Windows 7 chkdsk running everytime I reboot and any changes I make arent saved

Frank Stein

New Member
I'm trying to fix an office computer that someone used before me. The PC is running Windows 7 Home premium (service pack 1) 64 bit.

There are two major problems with it that I believe are connected or caused by the same issue.

Here is what happened: I started deleting programs from the computer (through Windows control panel) and removing various files off the desktop and rearranging things to my liking. I rebooted to make some of the uninstalls take effect and when I did chkdsk started running.

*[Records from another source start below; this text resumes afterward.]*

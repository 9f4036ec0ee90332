use secrecy::{ExposeSecret, Secret};
use serde::{Deserialize, Deserializer, Serialize, Serializer};
use std::env;

/// Credentials and endpoint settings for one exchange account
#[derive(Debug, Clone)]
pub struct ExchangeConfig {
    pub api_key: Secret<String>,
    /// Base64-encoded private key as issued by the exchange
    pub secret_key: Secret<String>,
    pub base_url: Option<String>,
}

// Never expose secrets in serialization
impl Serialize for ExchangeConfig {
    fn serialize<S>(&self, serializer: S) -> Result<S::Ok, S::Error>
    where
        S: Serializer,
    {
        use serde::ser::SerializeStruct;
        let mut state = serializer.serialize_struct("ExchangeConfig", 3)?;
        state.serialize_field("api_key", "[REDACTED]")?;
        state.serialize_field("secret_key", "[REDACTED]")?;
        state.serialize_field("base_url", &self.base_url)?;
        state.end()
    }
}

impl<'de> Deserialize<'de> for ExchangeConfig {
    fn deserialize<D>(deserializer: D) -> Result<Self, D::Error>
    where
        D: Deserializer<'de>,
    {
        #[derive(Deserialize)]
        struct ExchangeConfigHelper {
            api_key: String,
            secret_key: String,
            base_url: Option<String>,
        }

        let helper = ExchangeConfigHelper::deserialize(deserializer)?;
        Ok(Self {
            api_key: Secret::new(helper.api_key),
            secret_key: Secret::new(helper.secret_key),
            base_url: helper.base_url,
        })
    }
}

impl ExchangeConfig {
    /// Create a new configuration with API credentials
    #[must_use]
    pub fn new(api_key: String, secret_key: String) -> Self {
        Self {
            api_key: Secret::new(api_key),
            secret_key: Secret::new(secret_key),
            base_url: None,
        }
    }

    /// Create configuration from environment variables
    ///
    /// Expected environment variables:
    /// - `{EXCHANGE}_API_KEY` (e.g., `BTCMARKETS_API_KEY`)
    /// - `{EXCHANGE}_SECRET_KEY` (e.g., `BTCMARKETS_SECRET_KEY`)
    /// - `{EXCHANGE}_BASE_URL` (optional)
    pub fn from_env(exchange_prefix: &str) -> Result<Self, ConfigError> {
        let prefix = exchange_prefix.to_uppercase();
        let api_key_var = format!("{}_API_KEY", prefix);
        let secret_key_var = format!("{}_SECRET_KEY", prefix);
        let base_url_var = format!("{}_BASE_URL", prefix);

        let api_key = env::var(&api_key_var)
            .map_err(|_| ConfigError::MissingEnvironmentVariable(api_key_var))?;

        let secret_key = env::var(&secret_key_var)
            .map_err(|_| ConfigError::MissingEnvironmentVariable(secret_key_var))?;

        let base_url = env::var(&base_url_var).ok();

        Ok(Self {
            api_key: Secret::new(api_key),
            secret_key: Secret::new(secret_key),
            base_url,
        })
    }

    /// Create configuration from a .env file in the working directory
    ///
    /// **Security Warning**: Never commit .env files to version control!
    #[cfg(feature = "env-file")]
    pub fn from_env_file(exchange_prefix: &str) -> Result<Self, ConfigError> {
        Self::from_env_file_with_path(exchange_prefix, ".env")
    }

    /// Create configuration from a specific .env file path
    ///
    /// A missing file is not an error; system environment variables are used instead.
    #[cfg(feature = "env-file")]
    pub fn from_env_file_with_path(
        exchange_prefix: &str,
        env_file_path: &str,
    ) -> Result<Self, ConfigError> {
        match dotenv::from_path(env_file_path) {
            Ok(()) => {}
            Err(dotenv::Error::Io(io_err)) if io_err.kind() == std::io::ErrorKind::NotFound => {}
            Err(e) => {
                return Err(ConfigError::InvalidConfiguration(format!(
                    "Failed to load .env file '{}': {}",
                    env_file_path, e
                )));
            }
        }

        Self::from_env(exchange_prefix)
    }

    /// Configuration for public market data only
    #[must_use]
    pub fn read_only() -> Self {
        Self {
            api_key: Secret::new(String::new()),
            secret_key: Secret::new(String::new()),
            base_url: None,
        }
    }

    /// Check if this configuration has credentials for authenticated operations
    #[must_use]
    pub fn has_credentials(&self) -> bool {
        !self.api_key.expose_secret().is_empty() && !self.secret_key.expose_secret().is_empty()
    }

    /// Set custom base URL
    #[must_use]
    pub fn base_url(mut self, base_url: String) -> Self {
        self.base_url = Some(base_url);
        self
    }

    /// Get API key (use carefully - exposes secret)
    pub fn api_key(&self) -> &str {
        self.api_key.expose_secret()
    }

    /// Get secret key (use carefully - exposes secret)
    pub fn secret_key(&self) -> &str {
        self.secret_key.expose_secret()
    }
}

#[derive(Debug, thiserror::Error)]
pub enum ConfigError {
    #[error("Missing environment variable: {0}")]
    MissingEnvironmentVariable(String),

    #[error("Invalid configuration: {0}")]
    InvalidConfiguration(String),
}
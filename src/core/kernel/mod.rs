/// Transport kernel shared by exchange connectors
///
/// The kernel holds only exchange-agnostic pieces:
///
/// - `RestClient`: HTTP transport interface, with `ReqwestRest` as the default implementation
/// - `Signer`: pluggable request authentication
/// - `MonotonicClock`: non-decreasing millisecond timestamps for request signing
///
/// Exchange modules supply the canonical string, header names and response
/// envelopes; the kernel never inspects response contents.
///
/// # Example
/// ```rust,no_run
/// use btcmx::core::kernel::{RestClient, RestClientBuilder, RestClientConfig};
/// use std::collections::HashMap;
///
/// # async fn example() -> Result<(), Box<dyn std::error::Error>> {
/// let config = RestClientConfig::new(
///     "https://api.btcmarkets.net".to_string(),
///     "btcmarkets".to_string(),
/// )
/// .with_timeout(10);
/// let rest = RestClientBuilder::new(config).build()?;
///
/// let tick = rest.get("/market/BTC/AUD/tick", &[], &HashMap::new()).await?;
/// println!("{}", tick);
/// # Ok(())
/// # }
/// ```
pub mod rest;
pub mod signer;

pub use rest::{ReqwestRest, RestClient, RestClientBuilder, RestClientConfig};
pub use signer::{MonotonicClock, SignatureResult, Signer};
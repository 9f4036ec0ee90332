pub mod codec;
pub mod conversions;
pub mod signer;
pub mod types;

pub mod builder;
pub mod connector;
pub mod rest;

// Re-export main components
pub use builder::{build_connector, BtcMarketsBuilder, DEFAULT_BASE_URL};
pub use codec::{WireCodec, WIRE_SCALE};
pub use connector::{Account, BtcMarketsConnector, MarketData, Trading};
pub use rest::BtcMarketsRest;
pub use signer::BtcMarketsSigner;
pub use types::{
    BtcMarketsBalance, BtcMarketsCancelRequest, BtcMarketsCancelResponse, BtcMarketsCancelResult,
    BtcMarketsEnvelope, BtcMarketsOrderBook, BtcMarketsOrderRequest, BtcMarketsOrderResponse,
    BtcMarketsTick, BtcMarketsTrade, BtcMarketsTradingFee,
};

I stopped it from running and when windows restarted everything I had uninstalled and deleted was back, exactly where it was when I first started using the pc.

I uninstalled and deleted everything again, restarted the computer and the exact same thing happened. chkdsk tried to run (I stopped it again as I don't have time to let it run) and all the programs and files were back where they started.

I looked to see if my drive was dirty (command prompt fsutil dirty query c: and it told me it wasn't.
Then I tried to stop the schedule scan from starting on boot (command prompt chkntfs x/ c: and got the message "the type of the file system is NTFS".

I even changed settings in the registry to stop the scan from running at boot but nothing is working.

I deleted all system restore points, thinking the computer might be using one of them every time it reboots to put back everything I've deleted and that didn't work.

I'm not sure what else to do. I've run malware scans and virus scans, deleted whatever it found and when I reboot...everything is exactly how it was before I every got my hands on the computer.

Any help would be great.
 
I would probably let chkdsk finish to see what happens.

Is this computer part of a work environment? It almost sounds like it is doing a System Reset when you reboot and re-imaging the drive... Maybe delete something simple to test if it will hold just by itself.

Any association with Windows 8 at all, such as a dual boot setup?